__Supplied material__
────────────────────────────────────────

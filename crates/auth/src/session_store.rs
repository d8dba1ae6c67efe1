//! Persisted mirror of the session (access token, refresh token, profile).

use std::sync::Arc;

use crate::{KeyValueStore, StoreError, UserProfile};

pub const ACCESS_TOKEN_KEY: &str = "ums_access_token";
pub const REFRESH_TOKEN_KEY: &str = "ums_refresh_token";
pub const USER_KEY: &str = "ums_user";

/// What was found in durable storage. Any field may be missing.
#[derive(Debug, Clone, Default, PartialEq, Eq)]
pub struct PersistedSession {
    pub access_token: Option<String>,
    pub refresh_token: Option<String>,
    pub profile: Option<UserProfile>,
}

impl PersistedSession {
    pub fn is_empty(&self) -> bool {
        self.access_token.is_none() && self.refresh_token.is_none() && self.profile.is_none()
    }
}

#[derive(Clone)]
pub struct SessionStore {
    kv: Arc<dyn KeyValueStore>,
}

impl core::fmt::Debug for SessionStore {
    fn fmt(&self, f: &mut core::fmt::Formatter<'_>) -> core::fmt::Result {
        f.debug_struct("SessionStore").finish_non_exhaustive()
    }
}

impl SessionStore {
    pub fn new(kv: Arc<dyn KeyValueStore>) -> Self {
        Self { kv }
    }

    /// Overwrite all three keys.
    pub fn save(
        &self,
        access_token: &str,
        refresh_token: &str,
        profile: &UserProfile,
    ) -> Result<(), StoreError> {
        let profile = serde_json::to_string(profile)?;
        self.kv.set(ACCESS_TOKEN_KEY, access_token)?;
        self.kv.set(REFRESH_TOKEN_KEY, refresh_token)?;
        self.kv.set(USER_KEY, &profile)?;
        Ok(())
    }

    /// A malformed profile reads as absent.
    pub fn load(&self) -> PersistedSession {
        let profile = self.kv.get(USER_KEY).and_then(|raw| {
            serde_json::from_str(&raw)
                .map_err(|err| tracing::debug!("discarding malformed persisted profile: {err}"))
                .ok()
        });

        PersistedSession {
            access_token: self.kv.get(ACCESS_TOKEN_KEY),
            refresh_token: self.kv.get(REFRESH_TOKEN_KEY),
            profile,
        }
    }

    /// Remove all three keys. Every key is attempted; the first failure is
    /// returned.
    pub fn clear(&self) -> Result<(), StoreError> {
        let results = [ACCESS_TOKEN_KEY, REFRESH_TOKEN_KEY, USER_KEY].map(|key| self.kv.remove(key));
        results.into_iter().collect()
    }
}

────────────────────────────────────────

__Prompt__
Go through the listing above, and whenever a line holds the word "derive", copy it.

__Response below__
#[derive(Debug, Clone, Default, PartialEq, Eq)]
#[derive(Clone)]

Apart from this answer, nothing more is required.